*TASK OBJECTIVE*
Show each line of the records below where the word "Parent" occurs.

(Stored entries)

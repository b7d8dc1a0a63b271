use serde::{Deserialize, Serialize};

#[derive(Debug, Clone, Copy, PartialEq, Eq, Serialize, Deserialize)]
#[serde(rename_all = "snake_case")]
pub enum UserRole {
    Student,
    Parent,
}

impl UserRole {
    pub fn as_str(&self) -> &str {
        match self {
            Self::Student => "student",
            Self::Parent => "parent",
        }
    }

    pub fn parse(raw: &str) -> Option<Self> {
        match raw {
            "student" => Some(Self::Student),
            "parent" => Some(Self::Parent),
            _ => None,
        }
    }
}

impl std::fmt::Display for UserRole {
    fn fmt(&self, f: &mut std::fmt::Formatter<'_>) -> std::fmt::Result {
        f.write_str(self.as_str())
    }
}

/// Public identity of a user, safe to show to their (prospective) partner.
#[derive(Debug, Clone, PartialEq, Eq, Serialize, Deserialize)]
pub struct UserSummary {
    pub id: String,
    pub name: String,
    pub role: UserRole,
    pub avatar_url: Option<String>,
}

*ANSWER TO THIS EXERCISE*
    Parent,
            Self::Parent => "parent",
            "parent" => Some(Self::Parent),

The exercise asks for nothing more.